You’ll get a list of package names including their version numbers. Delete every one of these snap packages by running:

$ sudo snap remove --purge <package_name>

Replace <package_name> with the actual names of the packages you see from the previous output. Delete one program at a time. Once you’re done removing all these programs, stop the snapd daemon, and then disable it as a safety precaution so you don’t get an error while trying to remove it:

$ sudo systemctl stop snapd.service 
$ sudo systemctl disable snapd.service

Afterwards, remove the snapd package from your system, by executing:

$ sudo apt purge snapd

This will remove the snapd package as well as the snapd daemon from your system. Besides that, you may also consider removing the snap directory in your system’s home directory, by running:

$ sudo rm -rf ~/snap

Now try restarting your computer to see if it has fixed the problem for you. If you didn’t get any errors while trying to remove snapd, and have successfully done so, then you probably should see it anymore.

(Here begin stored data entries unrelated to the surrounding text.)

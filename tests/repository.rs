use std::collections::{BTreeMap, HashMap};
use std::num::NonZeroUsize;
use std::thread::sleep;
use std::time::Duration;

use chrono::{NaiveDate, NaiveDateTime, Utc};
use diesel::prelude::*;
use interop_results::domain::test_run::{NewTestCase, NewTestRun, ResultsFilter};
use interop_results::domain::types::{Cpid, DurationSeconds, TestRunId};
use interop_results::filters::{LIST_PARAMS, parse_filters};
use interop_results::models::config::DEFAULT_INPUT_DATE_FORMAT;
use interop_results::models::test_run::NewTestRun as DbNewTestRun;
use interop_results::pagination::paginate;
use interop_results::repository::{
    DieselRepository, TestRunListQuery, TestRunReader, TestRunWriter,
};
use interop_results::schema::test_runs;

mod common;

fn new_run(cpid: &str, cases: &[&str]) -> NewTestRun {
    NewTestRun::new(
        Cpid::new(cpid).unwrap(),
        DurationSeconds::new(30).unwrap(),
        cases
            .iter()
            .map(|name| NewTestCase::new(*name, None))
            .collect(),
        None,
    )
}

/// Inserts a run row with a fixed creation time.
fn insert_at(test_db: &common::TestDb, id: &str, created_at: NaiveDateTime) {
    let mut conn = test_db.pool().get().unwrap();
    diesel::insert_into(test_runs::table)
        .values(&DbNewTestRun {
            id: id.to_string(),
            cpid: "cloud",
            duration_seconds: 1,
            created_at,
        })
        .execute(&mut conn)
        .unwrap();
}

fn at(day: u32, hour: u32, min: u32, sec: u32, nano: u32) -> NaiveDateTime {
    NaiveDate::from_ymd_opt(2025, 3, day)
        .and_then(|d| d.and_hms_nano_opt(hour, min, sec, nano))
        .unwrap()
}

/// Stores runs with a short pause so creation times are distinct.
fn store_all(repo: &DieselRepository, runs: &[NewTestRun]) -> Vec<TestRunId> {
    runs.iter()
        .map(|run| {
            let id = repo.create_test_run(run).unwrap();
            sleep(Duration::from_millis(5));
            id
        })
        .collect()
}

#[test]
fn test_create_and_fetch_test_run() {
    let test_db = common::TestDb::new("test_create_and_fetch_test_run.db");
    let repo = DieselRepository::new(test_db.pool().clone());

    let metadata = BTreeMap::from([("region".to_string(), "eu-west".to_string())]);
    let submitted = NewTestRun::new(
        Cpid::new("abc123").unwrap(),
        DurationSeconds::new(5).unwrap(),
        vec![
            NewTestCase::new("tempest.api.test_b", Some("uid-b".to_string())),
            NewTestCase::new("tempest.api.test_a", None),
        ],
        Some(metadata),
    )
    .with_public_key("ssh-rsa AAAA");

    let id = repo.create_test_run(&submitted).unwrap();

    let run = repo.get_test_run(&id).unwrap().unwrap();
    assert_eq!(run.id, id);
    assert_eq!(run.cpid.as_str(), "abc123");
    assert_eq!(run.duration_seconds.get(), 5);
    assert_eq!(run.metadata.len(), 2);
    assert_eq!(run.metadata["public_key"], "ssh-rsa AAAA");
    assert!(run.created_at <= Utc::now().naive_utc());

    let names = repo.list_test_case_names(&id).unwrap();
    assert_eq!(names, vec!["tempest.api.test_b", "tempest.api.test_a"]);
}

#[test]
fn test_unknown_run_is_absent() {
    let test_db = common::TestDb::new("test_unknown_run_is_absent.db");
    let repo = DieselRepository::new(test_db.pool().clone());

    let id = TestRunId::new();
    assert!(repo.get_test_run(&id).unwrap().is_none());
    assert!(repo.list_test_case_names(&id).unwrap().is_empty());
}

#[test]
fn test_list_orders_newest_first_and_paginates() {
    let test_db = common::TestDb::new("test_list_orders_newest_first_and_paginates.db");
    let repo = DieselRepository::new(test_db.pool().clone());

    let runs: Vec<NewTestRun> = (0..5)
        .map(|i| new_run(&format!("cloud-{i}"), &["tempest.api.test_one"]))
        .collect();
    let ids = store_all(&repo, &runs);

    let filter = ResultsFilter::new();
    let total = repo.count_test_runs(&filter).unwrap();
    assert_eq!(total, 5);

    let per_page = NonZeroUsize::new(2).unwrap();
    let first = repo
        .list_test_runs(TestRunListQuery::new(filter.clone()).paginate(paginate(
            total,
            None,
            per_page,
        )))
        .unwrap();
    let last = repo
        .list_test_runs(TestRunListQuery::new(filter.clone()).paginate(paginate(
            total,
            Some(3),
            per_page,
        )))
        .unwrap();

    assert_eq!(first.len(), 2);
    assert_eq!(first[0].id, ids[4]);
    assert_eq!(first[1].id, ids[3]);
    assert_eq!(last.len(), 1);
    assert_eq!(last[0].id, ids[0]);

    let all = repo.list_test_runs(TestRunListQuery::new(filter)).unwrap();
    assert!(
        all.windows(2)
            .all(|pair| pair[0].created_at >= pair[1].created_at)
    );
}

#[test]
fn test_filters_by_cpid_and_date_range() {
    let test_db = common::TestDb::new("test_filters_by_cpid_and_date_range.db");
    let repo = DieselRepository::new(test_db.pool().clone());

    let before = store_all(&repo, &[new_run("alpha", &["t1"]), new_run("beta", &["t1"])]);
    let window_start = Utc::now().naive_utc();
    sleep(Duration::from_millis(5));
    let inside = store_all(&repo, &[new_run("alpha", &["t2"]), new_run("beta", &["t2"])]);
    let window_end = Utc::now().naive_utc();
    sleep(Duration::from_millis(5));
    store_all(&repo, &[new_run("alpha", &["t3"])]);

    let alpha = ResultsFilter::new().cpid("alpha");
    assert_eq!(repo.count_test_runs(&alpha).unwrap(), 3);
    let alpha_runs = repo.list_test_runs(TestRunListQuery::new(alpha)).unwrap();
    assert!(alpha_runs.iter().all(|run| run.cpid.as_str() == "alpha"));

    let window = ResultsFilter::new()
        .start_date(window_start)
        .end_date(window_end);
    assert_eq!(repo.count_test_runs(&window).unwrap(), 2);
    let window_ids: Vec<TestRunId> = repo
        .list_test_runs(TestRunListQuery::new(window))
        .unwrap()
        .into_iter()
        .map(|run| run.id)
        .collect();
    assert_eq!(window_ids, vec![inside[1], inside[0]]);
    assert!(!window_ids.contains(&before[0]));

    let nothing = ResultsFilter::new().cpid("gamma");
    assert_eq!(repo.count_test_runs(&nothing).unwrap(), 0);
}

#[test]
fn test_equal_creation_times_are_ordered_by_id_descending() {
    let test_db = common::TestDb::new("test_equal_creation_times_are_ordered_by_id_descending.db");
    let repo = DieselRepository::new(test_db.pool().clone());

    let ids = [
        "11111111-1111-4111-8111-111111111111",
        "ffffffff-ffff-4fff-bfff-ffffffffffff",
        "88888888-8888-4888-8888-888888888888",
    ];
    for id in ids {
        insert_at(&test_db, id, at(1, 0, 0, 0, 0));
    }

    let per_page = NonZeroUsize::new(2).unwrap();
    let listed: Vec<String> = [None, Some(2)]
        .into_iter()
        .flat_map(|requested| {
            let page = paginate(3, requested, per_page);
            repo.list_test_runs(TestRunListQuery::new(ResultsFilter::new()).paginate(page))
                .unwrap()
        })
        .map(|run| run.id.to_string())
        .collect();

    assert_eq!(listed, vec![ids[1], ids[2], ids[0]]);
}

#[test]
fn test_bare_date_range_includes_the_whole_day() {
    let test_db = common::TestDb::new("test_bare_date_range_includes_the_whole_day.db");
    let repo = DieselRepository::new(test_db.pool().clone());

    insert_at(&test_db, "11111111-1111-4111-8111-111111111111", at(2, 0, 0, 0, 0));
    insert_at(
        &test_db,
        "22222222-2222-4222-8222-222222222222",
        at(2, 23, 59, 59, 999_999_500),
    );
    insert_at(&test_db, "33333333-3333-4333-8333-333333333333", at(3, 0, 0, 0, 0));

    let raw = HashMap::from([
        ("start_date".to_string(), "2025-03-02".to_string()),
        ("end_date".to_string(), "2025-03-02".to_string()),
    ]);
    let filter = parse_filters(&raw, LIST_PARAMS, DEFAULT_INPUT_DATE_FORMAT).unwrap();

    assert_eq!(repo.count_test_runs(&filter).unwrap(), 2);
}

New users may have another concern now, which is the fact that firefox will also be removed along with snap. Don’t worry, it’s as simple as just running a command. As soon as you’ve removed snapd, using the apt command now will simply install the system-native version of FireFox. Do this by executing:

$ sudo apt-get install firefox


Wala! You have installed firefox without the error message popping up on your way when booting your machine anymore! If you like using snap, well, you’ll have to see whether updating to a newer version of it fixes the problem for you. If it doesn’t, the choice is yours to be made. Either remove snap and use apt or something else to install and maintain packages, or wait for more than 30 minutes every time you gotta boot into the machine. Hehe.